Check every line of the data below for "struct". Copy each one that has it.

======== Exercise data

// File: crates/chart-core/tests/export.rs
// Purpose: CSV and JSON row export, dated file names, and record loading.

use chart_core::export::{export_at, export_filename, to_csv, to_parquet_json, DEFAULT_STEM};
use chart_core::{read_records_csv, read_records_json, ChartError, ExportFormat, ExportScope, MortalityRecord};
use chrono::{TimeZone, Utc};

fn sample() -> Vec<MortalityRecord> {
    let mut a = MortalityRecord::new(2020, "Brasil", "Masculino", "0", Some(0.012));
    a.id = Some(7);
    a.life_expectancy = Some(72.5);
    a.extra.insert("fonte".to_string(), serde_json::json!("IBGE, 2020"));
    let b = MortalityRecord::new(2020, "Brasil", "Feminino", "1-4", None);
    vec![a, b]
}

#[test]
fn csv_has_fixed_columns_then_extensions() {
    let text = String::from_utf8(to_csv(&sample()).unwrap()).unwrap();
    let mut lines = text.lines();
    assert_eq!(lines.next().unwrap(), "id,ano,local,sexo,faixa_etaria,nMx,nqx,nAx,lx,ndx,nLx,Tx,ex,fonte");
    assert_eq!(lines.next().unwrap(), r#"7,2020,Brasil,Masculino,0,0.012,,,,,,,72.5,"IBGE, 2020""#);
    assert_eq!(lines.next().unwrap(), ",2020,Brasil,Feminino,1-4,,,,,,,,,");
    assert!(lines.next().is_none());
}

#[test]
fn json_document_carries_schema_and_metadata() {
    let at = Utc.with_ymd_and_hms(2024, 3, 9, 12, 30, 0).unwrap();
    let doc = to_parquet_json(&sample(), at).unwrap();
    assert_eq!(doc["metadata"]["rowCount"], 2);
    assert_eq!(doc["metadata"]["format"], "parquet-json");
    assert_eq!(doc["metadata"]["createdAt"], "2024-03-09T12:30:00.000Z");
    assert_eq!(doc["data"].as_array().unwrap().len(), 2);

    let schema = doc["schema"].as_array().unwrap();
    assert_eq!(schema[0], serde_json::json!({ "name": "id", "type": "number" }));
    assert_eq!(schema[2], serde_json::json!({ "name": "local", "type": "string" }));
    assert!(schema.contains(&serde_json::json!({ "name": "nqx", "type": "object" })));
    assert_eq!(schema.last().unwrap()["name"], "fonte");
}

#[test]
fn file_names_are_dated() {
    let at = Utc.with_ymd_and_hms(2024, 3, 9, 23, 59, 0).unwrap();
    assert_eq!(
        export_filename(DEFAULT_STEM, ExportFormat::Csv, ExportScope::Filtered, at),
        "dados_mortalidade_2024-03-09.csv"
    );
    assert_eq!(
        export_filename("tabua", ExportFormat::Json, ExportScope::Full, at),
        "tabua_2024-03-09_completo.parquet.json"
    );
}

#[test]
fn export_builds_a_file() {
    let at = Utc.with_ymd_and_hms(2024, 1, 2, 0, 0, 0).unwrap();
    let file = export_at(&sample(), ExportFormat::Json, "tabua", ExportScope::Filtered, at).unwrap();
    assert_eq!(file.filename, "tabua_2024-01-02.parquet.json");
    assert_eq!(file.mime_type, "application/json");
    let back: serde_json::Value = serde_json::from_slice(&file.bytes).unwrap();
    assert_eq!(back["data"][0]["sexo"], "Masculino");
}

#[test]
fn exporting_nothing_is_an_error() {
    let at = Utc.with_ymd_and_hms(2024, 1, 2, 0, 0, 0).unwrap();
    let err = export_at::<MortalityRecord>(&[], ExportFormat::Csv, "x", ExportScope::Full, at).unwrap_err();
    assert!(matches!(err, ChartError::NothingToExport));
}

#[test]
fn csv_loads_with_header_lookup() {
    let data = "Ano,Local,Sexo,Faixa_Etaria,nMx,ex,fonte\n\
                2020,Brasil,Masculino,0,0.012,72.5,IBGE\n\
                2020,Brasil,Feminino,1-4,,80.1,IBGE\n";
    let rows = read_records_csv(data.as_bytes()).unwrap();
    assert_eq!(rows.len(), 2);
    assert_eq!(rows[0].year, 2020);
    assert_eq!(rows[0].rate, Some(0.012));
    assert_eq!(rows[0].life_expectancy, Some(72.5));
    assert_eq!(rows[0].extra["fonte"], "IBGE");
    assert_eq!(rows[1].rate, None);
}

#[test]
fn csv_requires_key_columns() {
    let err = read_records_csv("ano,local,faixa_etaria,nMx\n2020,Brasil,0,0.1\n".as_bytes()).unwrap_err();
    assert!(matches!(err, ChartError::MissingColumn("sexo")));

    let err = read_records_csv("ano,local,sexo,faixa_etaria\nxx,Brasil,Ambos,0\n".as_bytes()).unwrap_err();
    assert!(matches!(err, ChartError::InvalidValue { column: "ano", row: 1, .. }));
}

#[test]
fn json_loads_array_or_page() {
    let array = r#"[{"ano":2020,"local":"Brasil","sexo":"Ambos","faixa_etaria":"0","nMx":0.01,"extra_col":1}]"#;
    let rows: Vec<MortalityRecord> = read_records_json(array.as_bytes()).unwrap();
    assert_eq!(rows[0].rate, Some(0.01));
    assert_eq!(rows[0].extra["extra_col"], 1);

    let page = r#"{"data":[{"Ano":2019,"Local":"Recife","sexo":"Ambos","faixa_etaria":"5-9","nMx":null}],
                   "total":1,"page":1,"per_page":1000,"pages":1}"#;
    let rows: Vec<MortalityRecord> = read_records_json(page.as_bytes()).unwrap();
    assert_eq!(rows[0].locality, "Recife");
    assert_eq!(rows[0].rate, None);

    assert!(read_records_json::<MortalityRecord, _>("42".as_bytes()).is_err());
}
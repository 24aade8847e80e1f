// File: crates/chart-source/src/sequence.rs
// Summary: Latest-request-wins guard for responses that may arrive out of order.

use std::sync::atomic::{AtomicU64, Ordering};

/// Tag handed out when a request is issued.
#[derive(Clone, Copy, Debug, PartialEq, Eq, PartialOrd, Ord, Hash)]
pub struct Ticket(u64);

impl Ticket {
    pub fn seq(self) -> u64 { self.0 }
}

/// Numbers requests monotonically; only the response to the most recently
/// issued request may be applied. Shareable across threads behind an `Arc`.
#[derive(Debug, Default)]
pub struct RequestSequencer {
    issued: AtomicU64,
    /// Tickets at or below this were invalidated.
    floor: AtomicU64,
}

impl RequestSequencer {
    pub fn new() -> Self { Self::default() }

    /// Tag a new request. Every earlier ticket becomes stale.
    pub fn issue(&self) -> Ticket {
        Ticket(self.issued.fetch_add(1, Ordering::AcqRel) + 1)
    }

    pub fn latest(&self) -> Option<Ticket> {
        match self.issued.load(Ordering::Acquire) {
            0 => None,
            n => Some(Ticket(n)),
        }
    }

    pub fn is_current(&self, ticket: Ticket) -> bool {
        ticket.0 == self.issued.load(Ordering::Acquire) && ticket.0 > self.floor.load(Ordering::Acquire)
    }

    /// Store `value` in `slot` when `ticket` is still current. Returns whether
    /// it was applied; stale values are dropped.
    pub fn accept<T>(&self, ticket: Ticket, value: T, slot: &mut Option<T>) -> bool {
        if self.is_current(ticket) {
            *slot = Some(value);
            true
        } else {
            tracing::warn!(ticket = ticket.0, latest = self.issued.load(Ordering::Acquire), "discarding stale response");
            false
        }
    }

    /// Make every outstanding ticket stale, e.g. when the consuming view goes away.
    pub fn invalidate(&self) {
        self.floor.store(self.issued.load(Ordering::Acquire), Ordering::Release);
    }
}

================

Solved exercise:
pub struct Ticket(u64);
pub struct RequestSequencer {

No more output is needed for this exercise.